В один прекрасный день провели Ольгу, самого близкого мне товарища в Минске. Я стала у окна. Она шумно поздоровалась со мной, хохоча над тем, что вот и она очутилась здесь. На другой день вместе с газетой и с запиской от Карла я получила записку от Ольги. Она писала мне о своем аресте. Катя вызвала ее в Смоленск, чтобы узнать обо мне и Васе. Сутки они пробыли вместе, потом разъехались — Оля обратно в Минск, Катя к Чухину. Явилась Оля с вокзала на квартиру, а там обыск, и ее ждут.
Скоро привели еще одного товарища — Семена, в качестве кучера участвовавшего в освобождении Кати. К нему тоже пришли с обыском, нашли какие-то пустяки и тоже взяли.
Разговоры через окно оживились сообщениями о последних новостях на воле, о товарищах. Все это передавалось намеками, эзоповским языком. Карл перестал прятаться на прогулках, останавливался и беседовал, как и другие.
Надзиратели, стоявшие, кроме часового, на прогулках, вдруг были заменены двумя солдатами с винтовками. Стало несравненно хуже. Некоторые из них были грубы, толкали прикладами гуляющих за одну только попытку снять перед моим окном шапку, ругались и изощряли свое остроумие надо мной. Иногда приходилось совершенно отходить от окна. Были такие, что позволяли только кланяться, но не разговаривать. Были и такие, которые были даже лучше надзирателей, не только позволяли разговаривать, но даже бросать в окно записки и прочее.
Таких было только двое — один маленький, худенький, с болезненным лицом и умными серыми глазами; другого лица не помню. Когда они оба стояли первый раз, кто-то из товарищей бросил мне записку, бросил неудачно, она упала под окно к ногам солдата. Высокий поднял ее, маленький, с умными глазами, пробормотал: «Оставь». Тот бросил ее опять на прежнее место. Товарищи подняли и бросили мне записку опять. Я поразилась поведением солдат. Карл объяснил мне по-французски, что маленький солдат наш с.-р. Приходил один вольноопределяющийся с фатоватым глупым лицом. Этот, вместо того чтобы стоять неподвижно, садился на снег и чуть не кувыркался, не обращая ни малейшего внимания на гуляющих и на меня Другой солдат смеялся над его выходками. Эти две смены были удобнее всех для нас.

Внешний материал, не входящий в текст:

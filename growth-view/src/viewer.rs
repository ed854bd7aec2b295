//! Interactive growth viewer built with eframe/egui.
//!
//! [`Viewer`] owns a leaf set, the current [`GrowthGraph`] and the
//! [`Attractor`] steering its gravity, and implements [`eframe::App`] to
//! animate and draw them.

use std::f32::consts::PI;

use eframe::App;
use glam::Vec2;
use growth_core::{
    attractor::Attractor,
    config::{ChildLimit, FieldRange, GrowthMode, Settings},
    field::ScalarField,
    geometry::{Area, random_element, random_unit_vector},
    graph::{GrowthGraph, GrowthParams},
    poisson::PoissonDiskSampler,
    skeleton::SkeletonThreshold,
    tree::{SegmentTree, SideTable},
    types::SegmentId,
};
use log::{debug, info, warn};
use noise::Perlin;
use rand::{Rng, rngs::ThreadRng};

use crate::height_map::{DriftingHeightMap, unit_noise};

/// Half size of the square world the leaves are sampled in.
pub const WORLD_HALF_EXTENT: f32 = 500.0;

/// Frame deltas above this are clamped, so a stalled window does not fling
/// the attractor away.
const MAX_DELTA: f32 = 1.0 / 20.0;

/// Stroke width of skeleton segments, in world units.
const SKELETON_WIDTH: f32 = 1.5;

/// Main application state.
///
/// Per frame:
/// 1. Advance the clock of the height map.
/// 2. If `running` and `step_interval` has passed, [`Viewer::step_once`].
/// 3. Move the attractor ([`Viewer::update_attractor`]) and hand its
///    position to the graph as gravity point.
/// 4. Draw segments, leaves and the attractor.
///
/// ### Fields
/// - `settings` - Preset used for every new leaf set and graph.
/// - `height_map` - Noise field shared by the sampler and the growth fields.
/// - `leaves` - Leaves every graph of the current set starts from.
/// - `graph` - Graph being grown.
/// - `thickness` - Stroke width per segment of `graph`.
/// - `steps` - Growth steps of the current graph.
/// - `generations` - Graphs started on the current leaf set.
///
/// - `running` - Whether the simulation is auto-advancing.
/// - `zoom` / `pan` - Camera.
/// - `show_skeleton` / `skeleton_threshold` - Draw the simplified tree
///   instead of every segment.
pub struct Viewer {
    settings: Settings,
    height_map: DriftingHeightMap,
    wander_noise: Perlin,

    leaves: Vec<Vec2>,
    graph: GrowthGraph,
    attractor: Attractor,
    thickness: SideTable<f32>,
    steps: u32,
    generations: u32,

    rng: ThreadRng,

    running: bool,
    zoom: f32,
    pan: egui::Vec2,
    show_skeleton: bool,
    skeleton_threshold: f32,

    step_interval: f64,
    last_step_time: f64,
    last_step_dt: f64,
}
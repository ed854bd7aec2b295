use crate::types::{SegmentId, TipId};
use glam::Vec2;

/// Growth state of one active tip during a single step.
///
/// `new_direction` starts out as the segment's own direction, so the
/// accumulated sum is always biased towards continuing straight.
#[derive(Clone, Debug, PartialEq)]
pub struct Tip {
    pub segment: SegmentId,
    /// Segment direction at the time the tip was created.
    pub direction: Vec2,
    pub new_direction: Vec2,
    pub interactions: u32,
    /// `None` means unlimited children.
    pub max_children: Option<usize>,
    /// Closed modes only: a leaf came within kill distance of this tip.
    pub reached: bool,
}

/// Tips that are allowed to grow during one step, with their accumulated
/// directional influence.
///
/// The per-step quadtree stores [`TipId`]s into this buffer. A fresh buffer
/// is built for every step; tips carried over from the previous step are
/// moved into it with [`InfluenceBuffer::carry`].
///
/// Tips that received at least one influence are remembered in the order
/// of their first influence, which is the order the growth phase visits
/// them in.
#[derive(Debug, Default)]
pub struct InfluenceBuffer {
    tips: Vec<Tip>,
    influenced: Vec<TipId>,
    is_influenced: Vec<bool>,
}

impl InfluenceBuffer {
    /// Creates an empty buffer.
    pub fn new() -> Self {
        Self::default()
    }

    /// Creates an empty buffer with room for `len` tips.
    ///
    /// ### Parameters
    /// - `len` - Number of tips expected this step.
    pub fn with_capacity(len: usize) -> Self {
        Self {
            tips: Vec::with_capacity(len),
            influenced: Vec::with_capacity(len),
            is_influenced: Vec::with_capacity(len),
        }
    }

    /// Registers a new tip for `segment`.
    ///
    /// ### Parameters
    /// - `segment` - The segment whose end grows.
    /// - `direction` - The segment's direction; also the starting value of
    ///   the accumulator.
    /// - `max_children` - Child limit, `None` for unlimited.
    ///
    /// ### Returns
    /// The id of the new tip.
    pub fn push(&mut self, segment: SegmentId, direction: Vec2, max_children: Option<usize>) -> TipId {
        self.carry(Tip {
            segment,
            direction,
            new_direction: direction,
            interactions: 0,
            max_children,
            reached: false,
        })
    }

    /// Moves an existing tip (with its `reached` flag and counters) into
    /// this buffer.
    pub fn carry(&mut self, tip: Tip) -> TipId {
        let id = self.tips.len();
        self.tips.push(tip);
        self.is_influenced.push(false);
        id
    }

    #[inline]
    pub fn get(&self, id: TipId) -> &Tip {
        &self.tips[id]
    }

    #[inline]
    pub fn get_mut(&mut self, id: TipId) -> &mut Tip {
        &mut self.tips[id]
    }

    /// Adds one directional influence to a tip.
    ///
    /// `dir` is added to the accumulator, the interaction counter is
    /// incremented and the tip is marked as influenced.
    ///
    /// ### Panics
    /// Panics if `id` is out of bounds.
    #[inline]
    pub fn add(&mut self, id: TipId, dir: Vec2) {
        let tip = &mut self.tips[id];
        tip.new_direction += dir;
        tip.interactions += 1;
        self.mark_influenced(id);
    }

    /// Marks a tip as taking part in the growth phase without adding any
    /// direction to it.
    pub fn mark_influenced(&mut self, id: TipId) {
        if !self.is_influenced[id] {
            self.is_influenced[id] = true;
            self.influenced.push(id);
        }
    }

    #[inline]
    pub fn is_influenced(&self, id: TipId) -> bool {
        self.is_influenced[id]
    }

    /// Influenced tips in the order they were first influenced.
    pub fn influenced_indices(&self) -> impl Iterator<Item = TipId> + '_ {
        self.influenced.iter().copied()
    }

    /// Normalized accumulated direction of a tip (zero if it cancelled out).
    #[inline]
    pub fn normalized_dir(&self, id: TipId) -> Vec2 {
        self.tips[id].new_direction.normalize_or_zero()
    }

    /// Restores the accumulator of a tip to its segment direction once it
    /// has grown.
    pub fn reset(&mut self, id: TipId) {
        let tip = &mut self.tips[id];
        tip.new_direction = tip.direction;
        tip.interactions = 0;
    }

    pub fn len(&self) -> usize {
        self.tips.len()
    }

    pub fn is_empty(&self) -> bool {
        self.tips.is_empty()
    }

    pub fn iter(&self) -> impl Iterator<Item = &Tip> {
        self.tips.iter()
    }
}

#[cfg(test)]
mod tests {
    use super::*;

    #[test]
    fn push_starts_accumulator_at_segment_direction() {
        let mut buf = InfluenceBuffer::new();
        let id = buf.push(7, Vec2::X, Some(3));

        let tip = buf.get(id);
        assert_eq!(tip.segment, 7);
        assert_eq!(tip.new_direction, Vec2::X);
        assert_eq!(tip.interactions, 0);
        assert!(!tip.reached);
        assert!(!buf.is_influenced(id));
        assert_eq!(buf.len(), 1);
    }

    #[test]
    fn add_accumulates_and_counts() {
        let mut buf = InfluenceBuffer::with_capacity(2);
        let a = buf.push(0, Vec2::X, None);
        let b = buf.push(1, Vec2::Y, None);

        buf.add(a, Vec2::new(0.0, 1.0));
        buf.add(a, Vec2::new(0.0, 1.0));

        assert_eq!(buf.get(a).new_direction, Vec2::new(1.0, 2.0));
        assert_eq!(buf.get(a).interactions, 2);
        assert!(buf.is_influenced(a));
        assert!(!buf.is_influenced(b));
    }

    #[test]
    fn influenced_indices_follow_first_influence_order() {
        let mut buf = InfluenceBuffer::new();
        for i in 0..4 {
            buf.push(i, Vec2::X, None);
        }
        buf.add(2, Vec2::X);
        buf.add(0, Vec2::X);
        buf.add(2, Vec2::X);
        buf.mark_influenced(3);

        let ids: Vec<TipId> = buf.influenced_indices().collect();
        assert_eq!(ids, vec![2, 0, 3]);
    }

    #[test]
    fn normalized_dir_handles_cancellation() {
        let mut buf = InfluenceBuffer::new();
        let id = buf.push(0, Vec2::X, None);
        buf.add(id, Vec2::new(-1.0, 0.0));
        assert_eq!(buf.normalized_dir(id), Vec2::ZERO);

        buf.add(id, Vec2::new(0.0, 3.0));
        assert_eq!(buf.normalized_dir(id), Vec2::Y);
    }

    #[test]
    fn reset_keeps_reached_flag_but_clears_accumulator() {
        let mut buf = InfluenceBuffer::new();
        let id = buf.push(4, Vec2::Y, Some(1));
        buf.add(id, Vec2::X);
        buf.get_mut(id).reached = true;
        buf.reset(id);

        let mut next = InfluenceBuffer::new();
        let carried = next.carry(buf.get(id).clone());
        let tip = next.get(carried);
        assert_eq!(tip.segment, 4);
        assert_eq!(tip.new_direction, Vec2::Y);
        assert_eq!(tip.interactions, 0);
        assert!(tip.reached);
        assert!(!next.is_influenced(carried));
    }
}
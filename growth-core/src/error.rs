//! Error types for growth-core.

use std::path::PathBuf;

use thiserror::Error;

/// Errors surfaced by the generation core.
///
/// Growth and sampling themselves never fail on finite input; errors only
/// come from picking out of empty collections and from loading or
/// validating [`crate::config::Settings`].
#[derive(Debug, Error)]
pub enum Error {
    #[error("collection must have at least one element")]
    EmptyCollection,

    #[error("invalid configuration: {0}")]
    InvalidConfig(String),

    #[error("failed to read settings file {path}: {source}")]
    Io {
        path: PathBuf,
        #[source]
        source: std::io::Error,
    },

    #[error("failed to parse settings: {0}")]
    Toml(#[from] toml::de::Error),
}

pub type Result<T, E = Error> = std::result::Result<T, E>;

Раз, поздно вечером, когда я, сидя на столе, разговаривала со стеной, т. е. с Карлом, за окном раздался скрип снега под многочисленными ногами. Мы бросили стучать. Прогремел замок. Открылась моя дверь, и вереницей вошло несколько полицейских. Мелькнули среди них два знакомых по участку лица приставов. Постояли несколько секунд молча, как истуканы, глядя на меня, и ушли. Все то отвратительное, кошмарное, что было связано с ними, ворвалось внезапно и нагло в мою тихую башню, резко прервало нашу беседу с Карлом и ушло в ту же темноту, откуда появилось, оставив в душе отвратительную муть и горечь.